Une traduction latine d’un texte arithmétique musulman a été découverte en 1857 de notre ère à la bibliothèque de l’université de Cambridge. Intitulé Algoritimi de Numero Indorum, l’ouvrage s’ouvre sur les mots suivants : «Algoritimi a parlé. Rendons une louange méritée à Dieu, notre chef et notre défenseur».On pense qu’il s’agit d’une copie du texte arithmétique d’al-Khwarizmi, qui a été traduit en latin au XIIe siècle par Adelard de Bath, un érudit anglais. Al-Khwarizmi a donné son nom à l’histoire des mathématiques sous la forme d’Algorisme (l’ancien nom de l’arithmétique).

Son œuvre scientifique
Le traité de vulgarisation de l’algèbre d’al-Khwarizmi (The Compendious Book on Calculation by Completion and Balancing, vers 813-833) présente la première solution systématique des équations linéaires et quadratiques. L’une de ses principales réalisations dans le domaine de l’algèbre a été sa démonstration de la manière de résoudre les équations quadratiques en complétant le carré, pour laquelle il a fourni des justifications géométriques.
Parce qu’il a été le premier à traiter l’algèbre comme une discipline indépendante et qu’il a introduit les méthodes de «réduction» et d’«équilibrage» (la transposition de termes soustraits de l’autre côté d’une équation, c’est-à-dire l’annulation de termes semblables sur les côtés opposés de l’équation), il a été décrit comme le père ou le fondateur de l’algèbre.
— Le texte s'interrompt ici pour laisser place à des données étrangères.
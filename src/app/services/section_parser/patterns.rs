//! Section boundary detection for sectioned statement exports
//!
//! A section boundary is any row whose joined cell text matches one of an
//! ordered list of content patterns. Each pattern is bound to a section name,
//! or to nothing, meaning the row is recognized but intentionally ignored.
//! Patterns are tried in table order and the first match wins.

use regex::Regex;

use crate::constants::sections;
use crate::Result;

/// Outcome of matching one row against the pattern table
#[derive(Debug, Clone, PartialEq)]
pub enum SectionMatch<'a> {
    /// Row starts the named section
    Boundary(&'a str),
    /// Row matched a pattern bound to no section; consume it silently
    Ignored,
}

/// Ordered (content-matcher, section-name) table used to recognize
/// section-boundary rows.
///
/// The default table recognizes both bare section-title rows (a lone
/// "Filled Orders" token) and combined title+column-header rows; real
/// exports contain both layouts. A caller-supplied table wholly replaces
/// the defaults for that run.
#[derive(Debug, Clone)]
pub struct SectionPatterns {
    entries: Vec<(Regex, Option<String>)>,
}

/// Default patterns matched against the comma-joined, cell-trimmed row text.
/// Combined title+header rows are listed before the bare-title fallbacks so
/// the more specific layout claims the match.
const DEFAULT_PATTERNS: &[(&str, Option<&str>)] = &[
    (
        r"(?i)^,+exec\s*time.*spread.*side.*qty.*pos\s*effect.*symbol.*price.*net\s*price.*price\s*improvement.*order\s*type",
        Some(sections::FILLED),
    ),
    (
        r"(?i)^notes,+time\s*canceled.*spread.*side.*qty.*pos\s*effect.*symbol.*price,+tif.*status",
        Some(sections::CANCELED),
    ),
    (
        r"(?i)^notes,+time\s*placed.*spread.*side.*qty.*pos\s*effect.*symbol.*price,+tif.*mark.*status",
        Some(sections::WORKING),
    ),
    (
        r"(?i)^covered\s*call\s*position.*new\s*exp.*call\s*by.*begin.*order\s*price.*active\s*time",
        Some(sections::ROLLING),
    ),
    (r"(?i)^\s*,?\s*filled\s*orders\s*,*\s*$", Some(sections::FILLED)),
    (
        r"(?i)^\s*,?\s*(?:canceled|cancelled)\s*orders\s*,*\s*$",
        Some(sections::CANCELED),
    ),
    (r"(?i)^\s*,?\s*working\s*orders\s*,*\s*$", Some(sections::WORKING)),
    (
        r"(?i)^\s*,?\s*rolling\s*strategies\s*,*\s*$",
        Some(sections::ROLLING),
    ),
    (
        r"(?i)^\s*,?\s*account\s*trade\s*history\s*,*\s*$",
        Some("Account Trade History"),
    ),
    (
        r"(?i)^\s*,?\s*(?:account|today's\s*trade\s*activity)",
        Some(sections::TOP),
    ),
];

impl SectionPatterns {
    /// Build the default pattern table
    pub fn default_table() -> Self {
        let entries = DEFAULT_PATTERNS
            .iter()
            .map(|&(pattern, section)| {
                let regex = Regex::new(pattern).expect("default section pattern compiles");
                (regex, section.map(|s| s.to_string()))
            })
            .collect();
        Self { entries }
    }

    /// Compile a caller-supplied table, replacing the defaults wholesale.
    /// Entries keep their supplied order; a `None` section slot means
    /// "recognized but intentionally ignored".
    pub fn from_pairs(pairs: &[(String, Option<String>)]) -> Result<Self> {
        let mut entries = Vec::with_capacity(pairs.len());
        for (pattern, section) in pairs {
            let regex = Regex::new(pattern)?;
            entries.push((regex, section.clone()));
        }
        Ok(Self { entries })
    }

    /// Match a row's joined cell text against the table.
    ///
    /// Returns `None` when no pattern matches; the current section persists
    /// from the previous boundary in that case.
    pub fn match_row(&self, joined: &str) -> Option<SectionMatch<'_>> {
        for (regex, section) in &self.entries {
            if regex.is_match(joined) {
                return Some(match section {
                    Some(name) => SectionMatch::Boundary(name),
                    None => SectionMatch::Ignored,
                });
            }
        }
        None
    }

    /// Number of entries in the table
    pub fn len(&self) -> usize {
        self.entries.len()
    }

    /// True when the table has no entries
    pub fn is_empty(&self) -> bool {
        self.entries.is_empty()
    }
}

impl Default for SectionPatterns {
    fn default() -> Self {
        Self::default_table()
    }
}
Le terme algèbre lui-même vient du titre de son livre (le mot al-jabr signifiant «achèvement” ou “réunion»). Son nom a donné naissance aux termes algorisme et algorithme, ainsi qu’aux termes espagnol, italien et portugais algoritmo, et aux termes espagnol guarismo et portugais algarismo qui signifient «chiffre».
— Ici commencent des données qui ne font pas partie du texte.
//! Batch processing for multiple statement files
//!
//! This module combines multiple files' record lists into one output
//! stream with file provenance on every record, aggregated validation
//! issue counts, and per-file error attribution. An optional
//! group-and-sort pass regroups the merged stream by section and orders
//! records within each section by best-available timestamp.

pub mod merge;
pub mod processor;
pub mod progress;

#[cfg(test)]
pub mod tests;

// Re-export main types for easy access
pub use processor::{BatchProcessor, BatchResult};
pub use progress::{FileProgress, FileStatus, ProgressCallback};
//! Scan statistics and result structures for section parsing

use crate::app::models::Record;

/// Result of scanning one file: the ordered record list plus statistics
#[derive(Debug, Clone)]
pub struct ParseResult {
    /// Records in source-row order
    pub records: Vec<Record>,

    /// Scan statistics
    pub stats: ParseStats,
}

/// Per-file scan statistics
#[derive(Debug, Clone, Default, serde::Serialize, serde::Deserialize)]
pub struct ParseStats {
    /// Total number of rows scanned (including noise and markers)
    pub rows_scanned: usize,

    /// Number of records emitted
    pub records_parsed: usize,

    /// Rows dropped for arriving before any header mapping was live
    pub rows_dropped: usize,

    /// Sections suppressed for containing no data rows
    pub sections_skipped: usize,
}

impl ParseStats {
    pub fn new() -> Self {
        Self::default()
    }
}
Ses contributions majeures aux mathématiques, à l’astronomie, à l’astrologie, à la géographie et à la cartographie ont jeté les bases d’innovations ultérieures et encore plus répandues en algèbre, en trigonométrie et dans ses autres domaines d’intérêt. Son approche systématique et logique de la résolution des équations linéaires et quadratiques a donné naissance à la discipline de l’algèbre, un mot dérivé du nom de son livre de 830 sur le sujet, al-Kitâb al-Mukhtasar fi Hisâb al-Jabr wa’l-Muqâbalah ou «Le livre compendieux sur le calcul par achèvement et équilibrage». Ce livre a été traduit pour la première fois en latin au XIIe siècle.